The Systems That Stayed When History Moved Fast
In 2026, the United States marks 250 years since its founding. Over that time, the country has moved through moments that demanded speed, precision, and resolve. We tend to remember the visible milestones: the launches, the speeches, the breakthroughs. What we don’t often see are the systems that made those moments possible.
For nearly a century, Draper has built those systems.
When the nation committed to landing a man on the moon, the challenge went well beyond building a powerful rocket. The spacecraft had to know where it was, where it was going, and how to adjust in real time along the way. Draper engineers developed the guidance, navigation, and control systems that enabled Apollo to reach the lunar surface and return home safely.
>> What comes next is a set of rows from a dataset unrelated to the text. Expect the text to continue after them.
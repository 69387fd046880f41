use thiserror::Error;

pub type Result<T> = core::result::Result<T, Error>;

#[derive(Debug, Error)]
pub enum Error {
    #[error("The selector you are trying to scrape for is missing. Selector: {0}")]
    ParseMissingSelector(String),
    #[error("Page {url} has no element matching: {what}")]
    MissingElement { url: String, what: String },

    #[error("Table has no column named {0}")]
    MissingColumn(String),
    #[error("Row {row} has no cell for column {column}")]
    MissingCell { column: String, row: usize },
    #[error("Couldn't cast value {value:?} in column {column} (row {row})")]
    Cast {
        column: String,
        row: usize,
        value: String,
    },
    #[error("Ratings table should have exactly two labeled columns, found: {0:?}")]
    RatingsShape(Vec<String>),

    #[error("Io Error: {0}")]
    Io(#[from] std::io::Error),
    #[error("Csv Error: {0}")]
    Csv(#[from] csv::Error),

    #[error("Tokio Join Error, couldn't await a task! {0}")]
    RuntimeJoin(#[from] tokio::task::JoinError),

    #[error("Reqwest Error: {0}")]
    Reqwest(#[from] reqwest::Error),
}
//! Turns one scraped season totals table into [`PlayerSeasonRecord`]s.
//!
//! The steps run in this order:
//! 1. [`drop_header_rows`]: basketball-reference repeats the header every 20 rows.
//! 2. [`dedup_players`]: a traded player has a combined row first, then one per team. Only the first is kept.
//! 3. [`TypedTable::cast`] with [`STATS_SCHEMA`].
//! 4. [`fill_missing`]: a missing number only ever means zero attempts.
//! 5. [`zero_unattempted_ratios`]
//! 6. [`into_records`]: drops the ratios, cleans up names and positions, attaches the edition.

use std::collections::HashSet;

use unicode_normalization::UnicodeNormalization;

use crate::schema::{self, count_names, FieldKind, STATS_SCHEMA};
use crate::table::{Cell, RawTable, TypedTable};
use crate::Result;

/// One player in one season table, regular season or playoffs.
#[derive(Debug, Clone, PartialEq)]
pub struct PlayerSeasonRecord {
    pub player: String,
    pub pos: String,
    /// Unvalidated, `TOT` for a player who played for several teams.
    pub team: String,
    pub age: u32,
    pub games: u32,
    pub games_started: u32,
    pub edition: i32,
    /// Accumulated totals in [`count_names`] order for [`STATS_SCHEMA`].
    pub totals: Vec<f64>,
}

pub fn clean_season(raw: RawTable, edition: i32) -> Result<Vec<PlayerSeasonRecord>> {
    let raw = dedup_players(drop_header_rows(raw)?)?;
    let mut table = TypedTable::cast(&raw, STATS_SCHEMA)?;
    fill_missing(&mut table);
    zero_unattempted_ratios(&mut table)?;
    into_records(table, edition)
}

pub fn drop_header_rows(mut raw: RawTable) -> Result<RawTable> {
    let player = raw.column(schema::PLAYER)?;
    raw.retain_by(player, |name| name != schema::PLAYER)?;
    Ok(raw)
}

pub fn dedup_players(mut raw: RawTable) -> Result<RawTable> {
    let player = raw.column(schema::PLAYER)?;
    let mut seen = HashSet::new();
    raw.retain_by(player, |name| seen.insert(name.to_string()))?;
    Ok(raw)
}

pub fn fill_missing(table: &mut TypedTable) {
    for cell in table.rows.iter_mut().flatten() {
        if let Cell::Float(value @ None) = cell {
            *value = Some(0.0);
        }
    }
}

/// A percentage with no attempts behind it is zero.
pub fn zero_unattempted_ratios(table: &mut TypedTable) -> Result<()> {
    let pairs = table
        .fields
        .iter()
        .enumerate()
        .filter_map(|(idx, field)| match field.kind {
            FieldKind::Ratio { attempts } => Some((idx, attempts)),
            _ => None,
        })
        .map(|(idx, attempts)| table.index_of(attempts).map(|attempts| (idx, attempts)))
        .collect::<Result<Vec<_>>>()?;

    for row in 0..table.rows.len() {
        for &(ratio, attempts) in &pairs {
            table.read(row, ratio, Cell::as_float)?;
            if table.read(row, attempts, Cell::as_float)? == 0.0 {
                table.rows[row][ratio] = Cell::Float(Some(0.0));
            }
        }
    }
    Ok(())
}

pub fn into_records(table: TypedTable, edition: i32) -> Result<Vec<PlayerSeasonRecord>> {
    let player = table.index_of(schema::PLAYER)?;
    let pos = table.index_of(schema::POSITION)?;
    let team = table.index_of(schema::TEAM)?;
    let age = table.index_of(schema::AGE)?;
    let games = table.index_of(schema::GAMES)?;
    let games_started = table.index_of(schema::GAMES_STARTED)?;
    let totals = count_names(table.fields)
        .map(|name| table.index_of(name))
        .collect::<Result<Vec<_>>>()?;

    (0..table.rows.len())
        .map(|row| -> Result<PlayerSeasonRecord> {
            Ok(PlayerSeasonRecord {
                player: normalize_name(table.read(row, player, Cell::as_text)?),
                pos: primary_position(table.read(row, pos, Cell::as_text)?).to_string(),
                team: table.read(row, team, Cell::as_text)?.to_string(),
                age: table.read(row, age, Cell::as_int)?,
                games: table.read(row, games, Cell::as_int)?,
                games_started: table.read(row, games_started, Cell::as_int)?,
                edition,
                totals: totals
                    .iter()
                    .map(|&idx| table.read(row, idx, Cell::as_float))
                    .collect::<Result<_>>()?,
            })
        })
        .collect()
}

/// Strips the all-star `*` and periods, then folds the name to ASCII.
/// Characters with no ASCII base letter are dropped.
pub fn normalize_name(name: &str) -> String {
    name.trim_end_matches('*')
        .replace('.', "")
        // Some names come through as `Nen'e` style renderings of an accented e.
        .replace("'e", "e")
        .nfkd()
        .filter(char::is_ascii)
        .collect()
}

/// `G-F` -> `G`
pub fn primary_position(pos: &str) -> &str {
    pos.split('-').next().unwrap_or(pos)
}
The Apollo Guidance Computer, built to operate reliably in space, pushed the boundaries of real time digital computing and embedded software.
Apollo is often remembered for what the world could see. Inside Draper, it also reflected engineering work that had been underway for years. Charles Stark Draper built his laboratory around a straightforward idea: we make things that work. Early advances in inertial navigation helped aircraft and submarines operate independently of external reference, laying the groundwork for guidance systems used in the Apollo program. That same discipline continued to shape digital fly-by-wire systems and advances in microelectronics technologies that expanded sensing and control in new domains.
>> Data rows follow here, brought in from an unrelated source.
use serde::Serialize;

use crate::parse::parse_table;
use crate::request::PageSource;
use crate::schema::{self, RATINGS_SCHEMA};
use crate::table::{Cell, RawTable, TypedTable};
use crate::{info_time, Error, Result, RATINGS_BASE_URL};

#[derive(Debug, Clone, PartialEq, Eq, Serialize)]
pub struct RatingRecord {
    #[serde(rename = "Player")]
    pub player: String,
    #[serde(rename = "Rating")]
    pub rating: u32,
    #[serde(rename = "2k")]
    pub edition: i32,
}

/// Ratings page of the season starting in `year`.
pub fn ratings_url(year: i32) -> String {
    format!("{RATINGS_BASE_URL}/{year}-{}/", year + 1)
}

/// A 2K edition is named after the year its season ends: 2009-2010 is 2K10.
pub fn edition_of(season_start_year: i32) -> i32 {
    season_start_year + 1
}

/// Fetches and cleans the ratings of every season starting in `start_year..end_year`.
pub async fn fetch_ratings<S: PageSource>(source: &S, start_year: i32, end_year: i32) -> Result<Vec<RatingRecord>> {
    let mut ratings = Vec::new();
    for year in start_year..end_year {
        let url = ratings_url(year);
        let edition = edition_of(year);
        let html = source.fetch(&url).await?;
        let raw = parse_table(&url, html).await?;
        let season = clean_ratings(raw, edition)?;
        info_time!("2K{:02}: {} ratings", edition % 100, season.len());
        ratings.extend(season);
    }
    Ok(ratings)
}

/// Drops the unlabeled index column and reads the remaining two as (player, rating).
pub fn clean_ratings(raw: RawTable, edition: i32) -> Result<Vec<RatingRecord>> {
    let labeled = raw
        .headers
        .iter()
        .enumerate()
        .filter(|(_, header)| !header.trim().is_empty())
        .map(|(idx, _)| idx)
        .collect::<Vec<_>>();
    if labeled.len() != RATINGS_SCHEMA.len() {
        return Err(Error::RatingsShape(raw.headers));
    }

    let rows = raw
        .rows
        .iter()
        .enumerate()
        .map(|(row_num, row)| {
            labeled
                .iter()
                .map(|&idx| {
                    row.get(idx).cloned().ok_or_else(|| Error::MissingCell {
                        column: raw.headers[idx].clone(),
                        row: row_num,
                    })
                })
                .collect::<Result<Vec<_>>>()
        })
        .collect::<Result<Vec<_>>>()?;
    let renamed = RawTable {
        headers: RATINGS_SCHEMA.iter().map(|field| field.name.to_string()).collect(),
        rows,
    };

    let table = TypedTable::cast(&renamed, RATINGS_SCHEMA)?;
    let player = table.index_of(schema::PLAYER)?;
    let rating = table.index_of(schema::RATING)?;

    (0..table.rows.len())
        .map(|row| -> Result<RatingRecord> {
            Ok(RatingRecord {
                player: table.read(row, player, Cell::as_text)?.to_string(),
                rating: table.read(row, rating, Cell::as_int)?,
                edition,
            })
        })
        .collect()
}

#[cfg(test)]
mod tests {
    use super::*;
    use crate::request::tests::StaticPages;

    fn raw(headers: &[&str], rows: &[&[&str]]) -> RawTable {
        RawTable {
            headers: headers.iter().map(|h| h.to_string()).collect(),
            rows: rows
                .iter()
                .map(|row| row.iter().map(|cell| cell.to_string()).collect())
                .collect(),
        }
    }

    #[test]
    fn index_column_dropped_and_columns_renamed() {
        let table = raw(
            &["", "Name", "Rating"],
            &[&["0", "LeBron James", "97"], &["1", "Kobe Bryant", "95"], &["2", "Dwight Howard", "93"]],
        );
        let ratings = clean_ratings(table, 2010).unwrap();
        assert_eq!(
            ratings,
            [
                RatingRecord { player: "LeBron James".into(), rating: 97, edition: 2010 },
                RatingRecord { player: "Kobe Bryant".into(), rating: 95, edition: 2010 },
                RatingRecord { player: "Dwight Howard".into(), rating: 93, edition: 2010 },
            ]
        );
    }

    #[test]
    fn unexpected_column_count_fails() {
        let table = raw(&["", "Name", "Team", "Rating"], &[]);
        assert!(matches!(clean_ratings(table, 2010), Err(Error::RatingsShape(_))));
    }

    #[test]
    fn empty_rating_fails() {
        let table = raw(&["", "Name", "Rating"], &[&["0", "Nobody", ""]]);
        assert!(matches!(clean_ratings(table, 2010), Err(Error::Cast { row: 0, .. })));
    }

    #[test]
    fn fractional_rating_fails() {
        let table = raw(&["", "Name", "Rating"], &[&["0", "Somebody", "87.5"]]);
        assert!(matches!(clean_ratings(table, 2010), Err(Error::Cast { row: 0, .. })));
    }

    #[test]
    fn short_row_fails_instead_of_panicking() {
        let table = raw(&["", "Name", "Rating"], &[&["0", "LeBron James", "97"], &["1", "Kobe Bryant"]]);
        assert!(matches!(
            clean_ratings(table, 2010),
            Err(Error::MissingCell { column, row: 1 }) if column == "Rating"
        ));
    }

    #[test]
    fn url_spans_the_season() {
        assert_eq!(ratings_url(2009), "https://hoopshype.com/nba2k/2009-2010/");
        assert_eq!(ratings_url(2022), "https://hoopshype.com/nba2k/2022-2023/");
    }

    fn page(name: &str, rating: &str) -> String {
        format!("<table><tr><th></th><th>Player</th><th>2K</th></tr><tr><td>1</td><td>{name}</td><td>{rating}</td></tr></table>")
    }

    #[tokio::test]
    async fn first_seasons_are_2k10_and_2k11() {
        let pages = StaticPages::default()
            .with("https://hoopshype.com/nba2k/2009-2010/", page("Tim Duncan", "90"))
            .with("https://hoopshype.com/nba2k/2010-2011/", page("Tim Duncan", "88"));

        let ratings = fetch_ratings(&pages, 2009, 2011).await.unwrap();
        assert_eq!(
            ratings.iter().map(|r| (r.rating, r.edition)).collect::<Vec<_>>(),
            [(90, 2010), (88, 2011)]
        );
    }

    #[tokio::test]
    async fn edition_follows_the_season_not_the_run_start() {
        let pages = StaticPages::default()
            .with("https://hoopshype.com/nba2k/2015-2016/", page("Stephen Curry", "94"))
            .with("https://hoopshype.com/nba2k/2016-2017/", page("Stephen Curry", "95"));

        let ratings = fetch_ratings(&pages, 2015, 2017).await.unwrap();
        assert_eq!(
            ratings.iter().map(|r| (r.rating, r.edition)).collect::<Vec<_>>(),
            [(94, 2016), (95, 2017)]
        );
        assert!(fetch_ratings(&pages, 2015, 2015).await.unwrap().is_empty());
    }
}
That expectation shaped more than hardware and software. It shaped how engineers approached testing, validation, and accountability. It shaped how teams documented their work and reviewed it. It shaped the culture.
Today, the applications look different, but the underlying discipline remains familiar. Draper guidance, navigation, and control software supports NASA’s Artemis missions as the nation prepares to return humans to the moon. Across electronic systems, strategic deterrence, microelectronics, and biotechnology, teams continue to solve problems where reliability is not optional. The context changes, the requirement does not.
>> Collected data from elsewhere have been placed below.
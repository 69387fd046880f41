//! NBA 2K SCRAPER
//! Season totals from basketball-reference, player ratings from hoopshype.
//! Both end up in flat CSV files, joining them on (Player, 2k) is left to whoever reads them.

mod error;
mod macros;

pub mod clean;
pub mod links;
pub mod merge;
pub mod parse;
pub mod persist;
pub mod process;
pub mod ratings;
pub mod request;
pub mod schema;
pub mod table;

pub use error::{Error, Result};

const STATS_BASE_URL: &str = "https://basketball-reference.com";
const REGULAR_SEASON_START_URL: &str = "https://www.basketball-reference.com/leagues/NBA_2009.html";
const PLAYOFFS_START_URL: &str = "https://www.basketball-reference.com/playoffs/NBA_2009.html";
/// Links pointing to a season totals page contain this.
const TOTALS_LINK_MARKER: &str = "total";

const RATINGS_BASE_URL: &str = "https://hoopshype.com/nba2k";
/// 2K10 is rated off the 2009-2010 season.
const RATINGS_START_YEAR: i32 = 2009;
const RATINGS_END_YEAR: i32 = 2023;

/// Edition of the first scraped season, every following season adds one.
const BASE_EDITION: i32 = 2010;

const STATS_FILE_PATH: &str = "basketball.csv";
const RATINGS_FILE_PATH: &str = "ratings.csv";
use chrono::Local;
use reqwest::Client;

use crate::clean::clean_season;
use crate::links::season_links;
use crate::merge::{merge_season, SeasonAggregate};
use crate::parse::parse_table;
use crate::persist::{ratings_csv, stats_csv, write_file};
use crate::ratings::fetch_ratings;
use crate::request::PageSource;
use crate::table::RawTable;
use crate::{
    info_time, Result, BASE_EDITION, PLAYOFFS_START_URL, RATINGS_END_YEAR, RATINGS_FILE_PATH,
    RATINGS_START_YEAR, REGULAR_SEASON_START_URL, STATS_FILE_PATH,
};

/// Scrapes both datasets and writes them to their files, statistics first.
pub async fn process_site() -> Result<()> {
    let start_time = Local::now();
    let client = Client::new();

    info_time!("Started scraping");

    let stats = collect_stats(&client, REGULAR_SEASON_START_URL, PLAYOFFS_START_URL).await?;
    info_time!(start_time, "Finished statistics: {} rows", stats.len());
    write_file(STATS_FILE_PATH, &stats_csv(&stats)?).await?;

    let ratings_time = Local::now();
    let ratings = fetch_ratings(&client, RATINGS_START_YEAR, RATINGS_END_YEAR).await?;
    info_time!(ratings_time, "Finished ratings: {} rows", ratings.len());
    write_file(RATINGS_FILE_PATH, &ratings_csv(&ratings)?).await?;

    Ok(())
}

/// Every season from the given start pages on, regular season and playoffs added together.
///
/// The regular season walk ends on the upcoming season, which has no playoffs yet, so its
/// last link is dropped. Seasons are then paired up in order, a season only one side has is skipped.
pub async fn collect_stats<S: PageSource>(
    source: &S,
    regular_season_url: &str,
    playoffs_url: &str,
) -> Result<Vec<SeasonAggregate>> {
    let mut regular_links = season_links(source, regular_season_url).await?;
    let playoff_links = season_links(source, playoffs_url).await?;
    regular_links.pop();

    let mut stats = Vec::new();
    for (edition, (regular_url, playoffs_url)) in (BASE_EDITION..).zip(regular_links.iter().zip(&playoff_links)) {
        let season_time = Local::now();
        let regular = clean_season(fetch_table(source, regular_url).await?, edition)?;
        let playoffs = clean_season(fetch_table(source, playoffs_url).await?, edition)?;
        let merged = merge_season(regular, playoffs);
        info_time!(season_time, "2K{:02}: merged {} players", edition % 100, merged.len());
        stats.extend(merged);
    }
    Ok(stats)
}

async fn fetch_table<S: PageSource>(source: &S, url: &str) -> Result<RawTable> {
    let html = source.fetch(url).await?;
    parse_table(url, html).await
}
use scraper::{ElementRef, Html, Selector};
use tokio::task::spawn_blocking;

use crate::table::RawTable;
use crate::{Error, Result};

/// Navigation found on a season page.
#[derive(Debug, Clone, PartialEq, Eq)]
pub struct SeasonNav {
    /// Absolute URL of the season totals page.
    pub totals: String,
    /// Absolute URL of the following season, `None` on the most recent one.
    pub next: Option<String>,
}

/// Parses the first `<table>` of a page off the async runtime.
pub async fn parse_table(url: &str, html: String) -> Result<RawTable> {
    let url = url.to_string();
    spawn_blocking(move || first_table(&Html::parse_document(&html), &url)).await?
}

/// Parses the season navigation of a page off the async runtime.
/// `base` gets prepended to the site relative links.
pub async fn parse_season_nav(url: &str, html: String, base: &str, marker: &str) -> Result<SeasonNav> {
    let (url, base, marker) = (url.to_string(), base.to_string(), marker.to_string());
    spawn_blocking(move || season_nav(&Html::parse_document(&html), &url, &base, &marker)).await?
}

pub(crate) fn first_table(doc: &Html, url: &str) -> Result<RawTable> {
    let table_selector = create_selector("table")?;
    let row_selector = create_selector("tr")?;
    let cell_selector = create_selector("th, td")?;

    let table = doc
        .select(&table_selector)
        .next()
        .ok_or_else(|| missing(url, "table"))?;

    let mut head_rows = Vec::new();
    let mut body_rows = Vec::new();
    for row in table.select(&row_selector) {
        let cells = row.select(&cell_selector).map(cell_text).collect::<Vec<_>>();
        if cells.is_empty() {
            continue;
        }
        if in_thead(row) {
            head_rows.push(cells);
        } else {
            body_rows.push(cells);
        }
    }

    // Without a <thead> the first row is the header.
    let headers = match head_rows.pop() {
        Some(headers) => headers,
        None if !body_rows.is_empty() => body_rows.remove(0),
        None => return Err(missing(url, "table header")),
    };

    let rows = body_rows
        .into_iter()
        .map(|mut row| {
            row.resize(headers.len(), String::new());
            row
        })
        .collect();

    Ok(RawTable { headers, rows })
}

pub(crate) fn season_nav(doc: &Html, url: &str, base: &str, marker: &str) -> Result<SeasonNav> {
    let inner_nav_selector = create_selector(r#"div[id="inner_nav"] [href]"#)?;
    let next_selector = create_selector(r#"div[class="prevnext"] > a.button2.next"#)?;

    let totals = doc
        .select(&inner_nav_selector)
        .filter_map(|link| link.value().attr("href"))
        .find(|href| href.contains(marker))
        .map(|href| format!("{base}{href}"))
        .ok_or_else(|| missing(url, &format!("inner_nav link containing {marker:?}")))?;

    let next = doc
        .select(&next_selector)
        .next()
        .and_then(|link| link.value().attr("href"))
        .map(|href| format!("{base}{href}"));

    Ok(SeasonNav { totals, next })
}

#[inline]
fn create_selector(sel_str: &str) -> Result<Selector> {
    Selector::parse(sel_str).map_err(|_| Error::ParseMissingSelector(sel_str.into()))
}

fn missing(url: &str, what: &str) -> Error {
    Error::MissingElement {
        url: url.into(),
        what: what.into(),
    }
}

fn cell_text(cell: ElementRef) -> String {
    cell.text().collect::<String>().trim().to_string()
}

fn in_thead(row: ElementRef) -> bool {
    row.parent()
        .and_then(ElementRef::wrap)
        .is_some_and(|parent| parent.value().name() == "thead")
}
As America approaches its 250th year, it is worth recognizing that national progress depends on institutions willing to sustain technical depth over time. Draper has operated across decades of scientific advancement, national ambition, and technical transformation. It has adapted to new missions and new domains while maintaining the engineering discipline that defines its work.
As Draper looks toward its centennial decade, that long view continues through Draper NXT, a sustained effort to strengthen the organization’s workforce, infrastructure, and technical depth. The initiative is grounded in the same principle that shaped the laboratory in 1933: build systems that perform in the real world and maintain the capability to do so across generations.
The next era will bring new missions and new technologies. Draper will meet them the way it always has, by doing the work carefully, testing it thoroughly, and holding itself to the standard that has defined it for nearly a century.